> WHAT IS BEING ASKED
Reproduce the data below line by line, from its first line to the line with "use crate::render::label::LabelPolicy;", both included, and nothing past that point.

(Saved entries)
—————

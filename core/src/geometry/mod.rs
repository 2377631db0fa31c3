pub mod point;
pub mod projection;

pub use point::{Point, Rect, Size, Viewport};
pub use projection::{GeoBounds, ProjectionOptions, Projector};
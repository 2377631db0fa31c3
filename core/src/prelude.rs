use serde::{Deserialize, Serialize};

use crate::geometry::{ProjectionOptions, Viewport};
use crate::interaction::HitPolicy;
use crate::render::label::LabelPolicy;
use crate::render::scene::{PlacedMarker, Scene};
use crate::render::text::TextMeasure;
use crate::render::theme::ThemeConfig;
use crate::visit::VisitRecord;

/// Smallest grid spacing that still renders a grid, in logical units.
pub const MIN_GRID_SPACING: f32 = 1.0;

/// Common error type for the map core.
#[derive(thiserror::Error, Debug)]
pub enum MapError {
    #[error("invalid color: {0}")]
    InvalidColor(String),
    #[error("invalid visit feed: {0}")]
    InvalidFeed(#[from] serde_json::Error),
    #[error("invalid options: {0}")]
    InvalidOptions(String),
}

pub type MapResult<T> = Result<T, MapError>;

/// Marker geometry and typography.
#[derive(Debug, Clone, PartialEq, Serialize, Deserialize)]
#[serde(default)]
pub struct MarkerStyle {
    pub radius: f32,
    pub selected_radius: f32,
    pub ring_radius: f32,
    pub ring_width: f32,
    /// Alpha applied to the accent color of the selection ring.
    pub ring_alpha: u8,
    pub outline_width: f32,
    pub index_font_size: f32,
    pub selected_index_font_size: f32,
}

impl Default for MarkerStyle {
    fn default() -> Self {
        Self {
            radius: 7.0,
            selected_radius: 10.0,
            ring_radius: 16.0,
            ring_width: 2.0,
            ring_alpha: 0x60,
            outline_width: 2.0,
            index_font_size: 7.0,
            selected_index_font_size: 9.0,
        }
    }
}

/// Floating name label shown above the selected marker.
#[derive(Debug, Clone, PartialEq, Serialize, Deserialize)]
#[serde(default)]
pub struct LabelStyle {
    pub font_size: f32,
    /// Horizontal padding added to the measured text width (both sides).
    pub padding: f32,
    pub height: f32,
    pub corner_radius: f32,
    /// Distance from the marker center up to the top of the box.
    pub offset: f32,
    /// Distance from the marker center down to the top of a flipped box;
    /// clears the selection ring.
    pub flipped_offset: f32,
    pub border_width: f32,
    /// Minimum gap kept between a repositioned box and the surface edge.
    pub edge_inset: f32,
    pub policy: LabelPolicy,
}

impl Default for LabelStyle {
    fn default() -> Self {
        Self {
            font_size: 9.0,
            padding: 16.0,
            height: 20.0,
            corner_radius: 6.0,
            offset: 32.0,
            flipped_offset: 20.0,
            border_width: 1.0,
            edge_inset: 4.0,
            policy: LabelPolicy::default(),
        }
    }
}

/// Everything about a render that is not data, selection, theme or size.
#[derive(Debug, Clone, PartialEq, Serialize, Deserialize)]
#[serde(default)]
pub struct RenderOptions {
    pub projection: ProjectionOptions,
    pub grid_spacing: f32,
    pub grid_width: f32,
    pub glow_radius: f32,
    /// Alpha applied to the accent color at the glow center.
    pub glow_alpha: u8,
    pub path_width: f32,
    pub path_dash: Vec<f32>,
    pub marker: MarkerStyle,
    pub label: LabelStyle,
    pub hit_radius: f32,
    pub hit_policy: HitPolicy,
    /// Caption drawn in the bottom-left corner.
    pub legend: Option<String>,
}

impl Default for RenderOptions {
    fn default() -> Self {
        Self {
            projection: ProjectionOptions::default(),
            grid_spacing: 30.0,
            grid_width: 0.5,
            glow_radius: 40.0,
            glow_alpha: 0x30,
            path_width: 2.0,
            path_dash: vec![4.0, 6.0],
            marker: MarkerStyle::default(),
            label: LabelStyle::default(),
            hit_radius: 20.0,
            hit_policy: HitPolicy::default(),
            legend: None,
        }
    }
}

impl RenderOptions {
    pub fn validate(&self) -> MapResult<()> {
        let projection = &self.projection;
        if !(projection.lat_padding.is_finite() && projection.lat_padding >= 0.0)
            || !(projection.lon_padding.is_finite() && projection.lon_padding >= 0.0)
        {
            return Err(MapError::InvalidOptions(
                "projection padding must be a non-negative number".into(),
            ));
        }
        if !(projection.margin_x >= 0.0 && projection.margin_y >= 0.0) {
            return Err(MapError::InvalidOptions(
                "projection margins must be non-negative".into(),
            ));
        }
        if !(self.grid_spacing >= MIN_GRID_SPACING && self.grid_spacing.is_finite()) {
            return Err(MapError::InvalidOptions(format!(
                "grid spacing must be a finite value of at least {MIN_GRID_SPACING}, got {}",
                self.grid_spacing
            )));
        }
        if !(self.hit_radius > 0.0 && self.hit_radius.is_finite()) {
            return Err(MapError::InvalidOptions(format!(
                "hit radius must be positive, got {}",
                self.hit_radius
            )));
        }
        if self.path_dash.iter().any(|segment| !(*segment >= 0.0)) {
            return Err(MapError::InvalidOptions(
                "path dash segments must be non-negative".into(),
            ));
        }
        Ok(())
    }
}

/// Inputs shared by every layer of one render pass.
pub struct FrameInput<'a> {
    pub visits: &'a [VisitRecord],
    /// Markers that survived projection, in input order.
    pub placed: &'a [PlacedMarker],
    pub theme: &'a ThemeConfig,
    pub options: &'a RenderOptions,
    pub viewport: Viewport,
    pub measure: &'a dyn TextMeasure,
}

/// One back-to-front slice of the map drawing.
pub trait Layer {
    fn name(&self) -> &'static str;
    fn paint(&self, frame: &FrameInput<'_>, scene: &mut Scene);
}
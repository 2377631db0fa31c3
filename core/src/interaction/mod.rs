pub mod selection;

pub use hit_test::{HitPolicy, HitTester, PointerEvent};
pub use selection::{next_selection, SelectionState};
use serde::{Deserialize, Serialize};

use crate::prelude::MapResult;
use crate::visit::record::{VisitId, VisitRecord};
use crate::visit::summary::VisitSummary;

/// Envelope returned by the backend visit endpoint.
#[derive(Debug, Clone, Default, PartialEq, Serialize, Deserialize)]
pub struct VisitFeed {
    #[serde(default)]
    pub visits: Vec<VisitRecord>,
    #[serde(default)]
    pub total_count: usize,
}

impl VisitFeed {
    pub fn new(visits: Vec<VisitRecord>) -> Self {
        let total_count = visits.len();
        Self {
            visits,
            total_count,
        }
    }

    pub fn from_json(input: &str) -> MapResult<Self> {
        let feed: VisitFeed = serde_json::from_str(input)?;
        Ok(feed.normalized())
    }

    pub fn to_json(&self) -> MapResult<String> {
        Ok(serde_json::to_string(self)?)
    }

    /// Reconciles `total_count` with the records actually present.
    pub fn normalized(mut self) -> Self {
        self.total_count = self.total_count.max(self.visits.len());
        self
    }

    pub fn len(&self) -> usize {
        self.visits.len()
    }

    pub fn is_empty(&self) -> bool {
        self.visits.is_empty()
    }

    pub fn find(&self, id: &VisitId) -> Option<&VisitRecord> {
        self.visits.iter().find(|visit| &visit.id == id)
    }

    /// Copy sorted oldest first; records without a timestamp keep their
    /// relative order at the end.
    pub fn chronological(&self) -> Vec<VisitRecord> {
        let mut visits = self.visits.clone();
        visits.sort_by(|a, b| match (a.visited_at, b.visited_at) {
            (Some(a), Some(b)) => a.cmp(&b),
            (Some(_), None) => std::cmp::Ordering::Less,
            (None, Some(_)) => std::cmp::Ordering::Greater,
            (None, None) => std::cmp::Ordering::Equal,
        });
        visits
    }

    pub fn summary(&self) -> VisitSummary {
        VisitSummary::from_visits(&self.visits)
    }
}
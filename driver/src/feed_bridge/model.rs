use mapcore::VisitFeed;
use serde::{Deserialize, Serialize};

/// Feed currently served to map hosts.
///
/// `revision` increases on every replacement so pollers can skip
/// unchanged payloads.
#[derive(Debug, Clone, Default, Serialize, Deserialize)]
pub struct FeedModel {
    pub feed: VisitFeed,
    pub revision: u64,
}

impl FeedModel {
    pub fn replace(&mut self, feed: VisitFeed) -> u64 {
        self.feed = feed.normalized();
        self.revision += 1;
        self.revision
    }
}
pub mod sample;
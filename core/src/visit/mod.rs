pub mod feed;
pub mod record;
pub mod summary;

pub use feed::VisitFeed;
pub use record::{VisitId, VisitRecord};
pub use summary::{CategoryShare, VisitSummary};
use anyhow::Context;
use mapcore::{VisitFeed, VisitRecord};
use serde::Deserialize;
use std::fs;
use std::path::Path;

/// Visit files are either the backend envelope or a bare list of records.
#[derive(Deserialize)]
#[serde(untagged)]
enum VisitFile {
    List(Vec<VisitRecord>),
    Envelope(VisitFeed),
}

impl From<VisitFile> for VisitFeed {
    fn from(file: VisitFile) -> Self {
        match file {
            VisitFile::List(visits) => VisitFeed::new(visits),
            VisitFile::Envelope(feed) => feed.normalized(),
        }
    }
}

/// Loads visits from JSON (`.json`) or YAML (anything else).
pub fn load_feed<P: AsRef<Path>>(path: P) -> anyhow::Result<VisitFeed> {
    let path_ref = path.as_ref();
    let contents = fs::read_to_string(path_ref)
        .with_context(|| format!("reading visits {}", path_ref.display()))?;
    let is_json = path_ref
        .extension()
        .and_then(|ext| ext.to_str())
        .map(|ext| ext.eq_ignore_ascii_case("json"))
        .unwrap_or(false);

    let file: VisitFile = if is_json {
        serde_json::from_str(&contents)
            .with_context(|| format!("parsing visits {}", path_ref.display()))?
    } else {
        serde_yaml::from_str(&contents)
            .with_context(|| format!("parsing visits {}", path_ref.display()))?
    };
    let feed = VisitFeed::from(file);
    log::info!("loaded {} visits from {}", feed.len(), path_ref.display());
    Ok(feed)
}

#[cfg(test)]
mod tests {
    use super::*;
    use mapcore::VisitId;
    use std::io::Write;
    use tempfile::Builder;

    #[test]
    fn loads_yaml_list() {
        let mut temp = Builder::new().suffix(".yaml").tempfile().unwrap();
        temp.write_all(
            b"- id: 1\n  name: Yeonnam Book Cafe\n  category: book cafe\n  lat: 37.5656\n  lon: 126.9254\n  color: '#E8740C'\n- id: 2\n  name: Vintage Record Cafe\n  lat: 37.5563\n  lon: 126.9240\n",
        )
        .unwrap();
        let feed = load_feed(temp.path()).unwrap();
        assert_eq!(feed.len(), 2);
        assert_eq!(feed.total_count, 2);
        assert_eq!(feed.visits[1].id, VisitId::Number(2));
    }

    #[test]
    fn loads_json_envelope() {
        let mut temp = Builder::new().suffix(".json").tempfile().unwrap();
        temp.write_all(
            br#"{"visits": [{"id": "v1", "place_name": "Hidden Garden", "latitude": 37.5347, "longitude": 127.0023}], "total_count": 1}"#,
        )
        .unwrap();
        let feed = load_feed(temp.path()).unwrap();
        assert_eq!(feed.visits[0].id, VisitId::from("v1"));
    }

    #[test]
    fn missing_file_reports_path() {
        let err = load_feed("/definitely/not/here.yaml").unwrap_err();
        assert!(err.to_string().contains("/definitely/not/here.yaml"));
    }
}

—————

> WRITTEN SOLUTION
filename core/src/geometry/mod.rs
repository 2377631db0fa31c3
pub mod point;
pub mod projection;

pub use point::{Point, Rect, Size, Viewport};
pub use projection::{GeoBounds, ProjectionOptions, Projector};
repository 2377631db0fa31c3
filename core/src/prelude.rs
use serde::{Deserialize, Serialize};

use crate::geometry::{ProjectionOptions, Viewport};
use crate::interaction::HitPolicy;
use crate::render::label::LabelPolicy;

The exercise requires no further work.